Print every record below exactly as written.

══════════

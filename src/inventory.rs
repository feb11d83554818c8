// SPDX-License-Identifier: AGPL-3.0-or-later
// SPDX-FileCopyrightText: 2025 Jonathan D.A. Jewell
//! Inventory snapshot keyed by bin ID
//!
//! The inventory system of record owns these numbers. Racklock only reads a
//! snapshot of them; the `stock` command edits a local copy for setups that
//! have no live feed.

use crate::error::LayoutError;
use crate::types::InventoryRecord;
use anyhow::{Context, Result};
use serde::{Deserialize, Serialize};
use std::collections::HashMap;
use std::fs;
use std::path::Path;

/// File name of the snapshot inside the data directory
pub const INVENTORY_FILE: &str = "inventory.json";

/// Point-in-time inventory, bin ID -> record
#[derive(Debug, Clone, Default, Serialize, Deserialize)]
#[serde(transparent)]
pub struct InventorySnapshot {
    records: HashMap<String, InventoryRecord>,
}

impl InventorySnapshot {
    /// Create an empty snapshot
    #[must_use]
    pub fn new() -> Self {
        Self::default()
    }

    /// Load a snapshot from a JSON file; a missing file is an empty snapshot
    pub fn load(path: &Path) -> Result<Self> {
        if !path.exists() {
            tracing::debug!("No inventory at {}, using empty snapshot", path.display());
            return Ok(Self::default());
        }
        let content = fs::read_to_string(path)
            .with_context(|| format!("Failed to read {}", path.display()))?;
        serde_json::from_str(&content)
            .with_context(|| format!("Failed to parse {}", path.display()))
    }

    /// Write the snapshot as pretty JSON
    pub fn save(&self, path: &Path) -> Result<()> {
        if let Some(parent) = path.parent() {
            fs::create_dir_all(parent)
                .with_context(|| format!("Failed to create directory {}", parent.display()))?;
        }
        let json = serde_json::to_string_pretty(&self.records)
            .context("Failed to serialize inventory")?;
        fs::write(path, json).with_context(|| format!("Failed to write {}", path.display()))
    }

    /// Record for a bin, if any
    #[must_use]
    pub fn get(&self, bin_id: &str) -> Option<&InventoryRecord> {
        self.records.get(bin_id)
    }

    /// Quantity in a bin; absent bins hold 0
    #[must_use]
    pub fn quantity(&self, bin_id: &str) -> f64 {
        self.get(bin_id).map_or(0.0, |r| r.qty)
    }

    /// Insert a record as-is, replacing any previous one
    pub fn insert(&mut self, bin_id: &str, record: InventoryRecord) -> Option<InventoryRecord> {
        self.records.insert(bin_id.to_string(), record)
    }

    /// Validate and store a record for a bin
    pub fn set(&mut self, bin_id: &str, record: InventoryRecord) -> Result<(), LayoutError> {
        validate(&record)?;
        tracing::debug!(bin = bin_id, sku = %record.sku, qty = record.qty, "Setting stock");
        self.insert(bin_id, record);
        Ok(())
    }

    /// Remove the record for a bin
    pub fn clear(&mut self, bin_id: &str) -> Option<InventoryRecord> {
        self.records.remove(bin_id)
    }

    /// Number of bins with a record
    #[must_use]
    pub fn len(&self) -> usize {
        self.records.len()
    }

    /// True when no bin has a record
    #[must_use]
    pub fn is_empty(&self) -> bool {
        self.records.is_empty()
    }

    /// All records, in no particular order
    pub fn iter(&self) -> impl Iterator<Item = (&str, &InventoryRecord)> {
        self.records.iter().map(|(k, v)| (k.as_str(), v))
    }
}

fn validate(record: &InventoryRecord) -> Result<(), LayoutError> {
    if record.sku.trim().is_empty() {
        return Err(LayoutError::InvalidRecord("SKU must not be empty".into()));
    }
    if !record.qty.is_finite() {
        return Err(LayoutError::InvalidRecord(format!(
            "quantity must be a finite number (got {})",
            record.qty
        )));
    }
    if record.qty < 0.0 {
        return Err(LayoutError::InvalidRecord(format!(
            "quantity must not be negative (got {})",
            record.qty
        )));
    }
    if let Some(reserved) = record.reserved {
        if !(0.0..=record.qty).contains(&reserved) {
            return Err(LayoutError::InvalidRecord(format!(
                "reserved must be between 0 and {} (got {reserved})",
                record.qty
            )));
        }
    }
    Ok(())
}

══════════

REPLY:
filename src/inventory.rs
repository feb11d83554818c8
// SPDX-License-Identifier: AGPL-3.0-or-later
// SPDX-FileCopyrightText: 2025 Jonathan D.A. Jewell
//! Inventory snapshot keyed by bin ID
//!
//! The inventory system of record owns these numbers. Racklock only reads a
//! snapshot of them; the `stock` command edits a local copy for setups that
//! have no live feed.

use crate::error::LayoutError;
use crate::types::InventoryRecord;
use anyhow::{Context, Result};
use serde::{Deserialize, Serialize};
use std::collections::HashMap;
use std::fs;
use std::path::Path;

/// File name of the snapshot inside the data directory
pub const INVENTORY_FILE: &str = "inventory.json";

/// Point-in-time inventory, bin ID -> record
#[derive(Debug, Clone, Default, Serialize, Deserialize)]
#[serde(transparent)]
pub struct InventorySnapshot {
    records: HashMap<String, InventoryRecord>,
}

impl InventorySnapshot {
    /// Create an empty snapshot
    #[must_use]
    pub fn new() -> Self {
        Self::default()
    }

    /// Load a snapshot from a JSON file; a missing file is an empty snapshot
    pub fn load(path: &Path) -> Result<Self> {
        if !path.exists() {
            tracing::debug!("No inventory at {}, using empty snapshot", path.display());
            return Ok(Self::default());
        }
        let content = fs::read_to_string(path)
            .with_context(|| format!("Failed to read {}", path.display()))?;
        serde_json::from_str(&content)
            .with_context(|| format!("Failed to parse {}", path.display()))
    }

    /// Write the snapshot as pretty JSON
    pub fn save(&self, path: &Path) -> Result<()> {
        if let Some(parent) = path.parent() {
            fs::create_dir_all(parent)
                .with_context(|| format!("Failed to create directory {}", parent.display()))?;
        }
        let json = serde_json::to_string_pretty(&self.records)
            .context("Failed to serialize inventory")?;
        fs::write(path, json).with_context(|| format!("Failed to write {}", path.display()))
    }

    /// Record for a bin, if any
    #[must_use]
    pub fn get(&self, bin_id: &str) -> Option<&InventoryRecord> {
        self.records.get(bin_id)
    }

    /// Quantity in a bin; absent bins hold 0
    #[must_use]
    pub fn quantity(&self, bin_id: &str) -> f64 {
        self.get(bin_id).map_or(0.0, |r| r.qty)
    }

    /// Insert a record as-is, replacing any previous one
    pub fn insert(&mut self, bin_id: &str, record: InventoryRecord) -> Option<InventoryRecord> {
        self.records.insert(bin_id.to_string(), record)
    }

    /// Validate and store a record for a bin
    pub fn set(&mut self, bin_id: &str, record: InventoryRecord) -> Result<(), LayoutError> {
        validate(&record)?;
        tracing::debug!(bin = bin_id, sku = %record.sku, qty = record.qty, "Setting stock");
        self.insert(bin_id, record);
        Ok(())
    }

    /// Remove the record for a bin
    pub fn clear(&mut self, bin_id: &str) -> Option<InventoryRecord> {
        self.records.remove(bin_id)
    }

    /// Number of bins with a record
    #[must_use]
    pub fn len(&self) -> usize {
        self.records.len()
    }

    /// True when no bin has a record
    #[must_use]
    pub fn is_empty(&self) -> bool {
        self.records.is_empty()
    }

    /// All records, in no particular order
    pub fn iter(&self) -> impl Iterator<Item = (&str, &InventoryRecord)> {
        self.records.iter().map(|(k, v)| (k.as_str(), v))
    }
}

fn validate(record: &InventoryRecord) -> Result<(), LayoutError> {
    if record.sku.trim().is_empty() {
        return Err(LayoutError::InvalidRecord("SKU must not be empty".into()));
    }
    if !record.qty.is_finite() {
        return Err(LayoutError::InvalidRecord(format!(
            "quantity must be a finite number (got {})",
            record.qty
        )));
    }
    if record.qty < 0.0 {
        return Err(LayoutError::InvalidRecord(format!(
            "quantity must not be negative (got {})",
            record.qty
        )));
    }
    if let Some(reserved) = record.reserved {
        if !(0.0..=record.qty).contains(&reserved) {
            return Err(LayoutError::InvalidRecord(format!(
                "reserved must be between 0 and {} (got {reserved})",
                record.qty
            )));
        }
    }
    Ok(())
}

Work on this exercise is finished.